__RECORD EXCERPTS__:
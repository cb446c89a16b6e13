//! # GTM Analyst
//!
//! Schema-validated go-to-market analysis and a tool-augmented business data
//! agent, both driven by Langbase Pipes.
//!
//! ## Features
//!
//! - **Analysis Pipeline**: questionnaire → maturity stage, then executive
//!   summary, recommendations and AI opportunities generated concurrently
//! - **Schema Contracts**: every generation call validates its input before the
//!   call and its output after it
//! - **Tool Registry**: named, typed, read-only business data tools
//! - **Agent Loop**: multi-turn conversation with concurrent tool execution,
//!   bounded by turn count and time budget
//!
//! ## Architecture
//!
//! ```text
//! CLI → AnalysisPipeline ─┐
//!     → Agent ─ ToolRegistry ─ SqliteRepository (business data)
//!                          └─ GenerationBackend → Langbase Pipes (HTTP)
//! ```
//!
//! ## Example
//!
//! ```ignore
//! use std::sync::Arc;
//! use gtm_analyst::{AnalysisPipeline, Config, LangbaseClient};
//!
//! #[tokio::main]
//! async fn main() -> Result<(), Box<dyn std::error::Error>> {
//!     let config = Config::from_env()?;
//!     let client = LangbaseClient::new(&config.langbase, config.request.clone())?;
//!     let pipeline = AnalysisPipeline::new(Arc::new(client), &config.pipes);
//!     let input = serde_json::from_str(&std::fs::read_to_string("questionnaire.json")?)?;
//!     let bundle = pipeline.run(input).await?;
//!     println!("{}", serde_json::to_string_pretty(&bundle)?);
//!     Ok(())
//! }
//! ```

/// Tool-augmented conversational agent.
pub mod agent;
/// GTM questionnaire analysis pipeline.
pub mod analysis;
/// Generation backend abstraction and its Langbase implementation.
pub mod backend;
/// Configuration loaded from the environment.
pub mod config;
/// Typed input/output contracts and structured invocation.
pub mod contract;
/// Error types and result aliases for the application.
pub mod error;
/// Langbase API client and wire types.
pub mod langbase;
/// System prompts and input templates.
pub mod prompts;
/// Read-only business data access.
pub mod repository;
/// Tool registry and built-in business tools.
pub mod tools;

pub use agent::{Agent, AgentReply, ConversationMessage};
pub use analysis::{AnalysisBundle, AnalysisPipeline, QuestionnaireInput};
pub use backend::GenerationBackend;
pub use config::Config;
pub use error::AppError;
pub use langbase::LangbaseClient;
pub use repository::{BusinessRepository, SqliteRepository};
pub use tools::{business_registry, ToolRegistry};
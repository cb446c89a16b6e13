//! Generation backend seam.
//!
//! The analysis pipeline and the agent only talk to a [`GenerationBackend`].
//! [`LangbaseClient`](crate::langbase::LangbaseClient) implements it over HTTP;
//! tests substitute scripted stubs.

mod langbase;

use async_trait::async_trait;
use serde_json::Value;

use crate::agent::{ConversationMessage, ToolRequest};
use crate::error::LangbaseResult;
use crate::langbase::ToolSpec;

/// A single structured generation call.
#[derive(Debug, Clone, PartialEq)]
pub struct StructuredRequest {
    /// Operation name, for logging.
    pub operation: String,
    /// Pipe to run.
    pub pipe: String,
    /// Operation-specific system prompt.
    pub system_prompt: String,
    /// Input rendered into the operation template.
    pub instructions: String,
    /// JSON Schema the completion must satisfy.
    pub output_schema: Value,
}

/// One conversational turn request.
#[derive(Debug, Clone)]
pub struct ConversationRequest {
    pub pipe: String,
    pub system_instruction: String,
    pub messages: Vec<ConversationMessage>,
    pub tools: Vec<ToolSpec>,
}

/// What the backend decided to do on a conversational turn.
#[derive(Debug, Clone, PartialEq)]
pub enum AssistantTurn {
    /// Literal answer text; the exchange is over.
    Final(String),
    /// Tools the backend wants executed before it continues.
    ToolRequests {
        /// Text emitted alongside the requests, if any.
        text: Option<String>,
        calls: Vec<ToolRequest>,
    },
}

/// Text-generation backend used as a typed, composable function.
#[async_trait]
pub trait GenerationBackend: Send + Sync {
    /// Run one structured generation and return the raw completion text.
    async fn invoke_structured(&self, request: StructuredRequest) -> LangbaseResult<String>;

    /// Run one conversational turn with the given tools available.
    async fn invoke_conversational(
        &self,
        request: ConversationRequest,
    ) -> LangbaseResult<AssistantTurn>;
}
...
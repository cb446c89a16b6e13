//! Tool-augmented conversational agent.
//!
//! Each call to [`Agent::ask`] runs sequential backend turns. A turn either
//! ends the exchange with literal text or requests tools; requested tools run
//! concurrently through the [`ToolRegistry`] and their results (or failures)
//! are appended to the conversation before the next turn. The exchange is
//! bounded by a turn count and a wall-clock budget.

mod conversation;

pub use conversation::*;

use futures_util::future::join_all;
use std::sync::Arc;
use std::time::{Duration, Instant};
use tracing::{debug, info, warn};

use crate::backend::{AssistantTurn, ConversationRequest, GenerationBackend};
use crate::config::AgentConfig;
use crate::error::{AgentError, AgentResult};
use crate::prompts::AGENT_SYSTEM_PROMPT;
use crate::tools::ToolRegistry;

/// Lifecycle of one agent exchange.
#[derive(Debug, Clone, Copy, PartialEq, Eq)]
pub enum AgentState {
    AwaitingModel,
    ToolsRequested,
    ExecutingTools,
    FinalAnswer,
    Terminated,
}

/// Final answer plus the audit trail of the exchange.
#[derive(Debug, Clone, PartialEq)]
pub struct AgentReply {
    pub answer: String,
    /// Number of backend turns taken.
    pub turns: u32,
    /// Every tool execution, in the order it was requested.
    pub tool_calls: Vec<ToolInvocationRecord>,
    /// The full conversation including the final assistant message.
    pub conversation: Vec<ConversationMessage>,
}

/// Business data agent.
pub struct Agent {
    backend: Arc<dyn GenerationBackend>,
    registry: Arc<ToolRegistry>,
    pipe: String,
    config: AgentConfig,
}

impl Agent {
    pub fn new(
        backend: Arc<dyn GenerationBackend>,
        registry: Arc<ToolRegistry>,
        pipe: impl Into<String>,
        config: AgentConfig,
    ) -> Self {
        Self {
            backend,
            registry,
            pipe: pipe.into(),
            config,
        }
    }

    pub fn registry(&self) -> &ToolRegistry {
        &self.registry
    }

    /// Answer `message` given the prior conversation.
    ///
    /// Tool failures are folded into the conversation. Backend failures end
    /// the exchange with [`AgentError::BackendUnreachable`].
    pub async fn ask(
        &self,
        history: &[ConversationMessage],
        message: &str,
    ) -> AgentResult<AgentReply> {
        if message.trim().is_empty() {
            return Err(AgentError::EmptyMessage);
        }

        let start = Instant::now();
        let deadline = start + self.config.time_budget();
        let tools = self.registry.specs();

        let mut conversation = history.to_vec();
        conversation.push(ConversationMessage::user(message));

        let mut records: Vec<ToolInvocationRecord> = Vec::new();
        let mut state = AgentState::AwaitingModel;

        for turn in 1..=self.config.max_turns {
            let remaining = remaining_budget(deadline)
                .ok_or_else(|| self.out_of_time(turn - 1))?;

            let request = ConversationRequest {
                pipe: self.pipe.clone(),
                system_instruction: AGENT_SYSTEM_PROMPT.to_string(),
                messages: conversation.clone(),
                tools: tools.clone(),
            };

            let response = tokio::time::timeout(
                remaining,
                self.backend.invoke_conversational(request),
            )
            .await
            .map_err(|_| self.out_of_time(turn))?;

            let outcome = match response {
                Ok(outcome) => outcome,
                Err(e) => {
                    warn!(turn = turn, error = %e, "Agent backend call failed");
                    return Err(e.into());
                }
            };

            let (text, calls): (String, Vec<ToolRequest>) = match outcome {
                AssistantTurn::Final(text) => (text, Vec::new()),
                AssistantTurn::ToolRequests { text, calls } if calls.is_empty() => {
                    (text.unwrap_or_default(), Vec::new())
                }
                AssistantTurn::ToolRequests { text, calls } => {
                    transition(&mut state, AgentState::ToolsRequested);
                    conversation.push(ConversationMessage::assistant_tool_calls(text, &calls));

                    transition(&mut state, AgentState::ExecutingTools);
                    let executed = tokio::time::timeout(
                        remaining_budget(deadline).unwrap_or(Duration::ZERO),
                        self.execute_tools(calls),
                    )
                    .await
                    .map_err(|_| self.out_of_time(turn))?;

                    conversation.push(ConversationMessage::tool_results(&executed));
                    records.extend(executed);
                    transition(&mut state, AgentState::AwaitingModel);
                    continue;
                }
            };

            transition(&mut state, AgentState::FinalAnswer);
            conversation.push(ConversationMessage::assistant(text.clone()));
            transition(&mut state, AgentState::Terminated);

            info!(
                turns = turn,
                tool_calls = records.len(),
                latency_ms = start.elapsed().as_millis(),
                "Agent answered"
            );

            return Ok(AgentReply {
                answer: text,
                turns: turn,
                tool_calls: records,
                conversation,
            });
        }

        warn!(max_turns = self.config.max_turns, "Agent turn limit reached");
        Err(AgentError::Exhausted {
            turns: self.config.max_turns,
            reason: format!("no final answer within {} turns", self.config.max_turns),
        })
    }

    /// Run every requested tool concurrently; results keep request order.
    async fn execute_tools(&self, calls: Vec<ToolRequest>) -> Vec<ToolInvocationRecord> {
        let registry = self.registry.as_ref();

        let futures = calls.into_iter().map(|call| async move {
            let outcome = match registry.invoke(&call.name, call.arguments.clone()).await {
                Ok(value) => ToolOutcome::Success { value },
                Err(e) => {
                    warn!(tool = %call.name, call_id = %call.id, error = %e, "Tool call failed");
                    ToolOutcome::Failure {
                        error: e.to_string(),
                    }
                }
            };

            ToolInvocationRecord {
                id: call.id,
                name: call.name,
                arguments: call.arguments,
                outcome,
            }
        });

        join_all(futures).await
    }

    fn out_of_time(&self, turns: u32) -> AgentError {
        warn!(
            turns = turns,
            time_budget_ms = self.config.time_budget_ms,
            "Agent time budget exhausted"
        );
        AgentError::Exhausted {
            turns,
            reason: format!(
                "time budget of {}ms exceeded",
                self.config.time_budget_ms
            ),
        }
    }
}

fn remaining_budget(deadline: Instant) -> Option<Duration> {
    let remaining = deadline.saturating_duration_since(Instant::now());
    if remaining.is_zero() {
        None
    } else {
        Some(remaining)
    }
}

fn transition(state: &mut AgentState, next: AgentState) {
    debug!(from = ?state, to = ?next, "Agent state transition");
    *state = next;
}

__TASK TO COMPLETE__: Lines wanted from the listing above: the line with "conversation.push(ConversationMessage::tool_results(&executed));" up to and including the line with "keep request order.". Please write them out exactly, adding nothing else.

__RESULT__:
                    conversation.push(ConversationMessage::tool_results(&executed));
                    records.extend(executed);
                    transition(&mut state, AgentState::AwaitingModel);
                    continue;
                }
            };

            transition(&mut state, AgentState::FinalAnswer);
            conversation.push(ConversationMessage::assistant(text.clone()));
            transition(&mut state, AgentState::Terminated);

            info!(
                turns = turn,
                tool_calls = records.len(),
                latency_ms = start.elapsed().as_millis(),
                "Agent answered"
            );

            return Ok(AgentReply {
                answer: text,
                turns: turn,
                tool_calls: records,
                conversation,
            });
        }

        warn!(max_turns = self.config.max_turns, "Agent turn limit reached");
        Err(AgentError::Exhausted {
            turns: self.config.max_turns,
            reason: format!("no final answer within {} turns", self.config.max_turns),
        })
    }

    /// Run every requested tool concurrently; results keep request order.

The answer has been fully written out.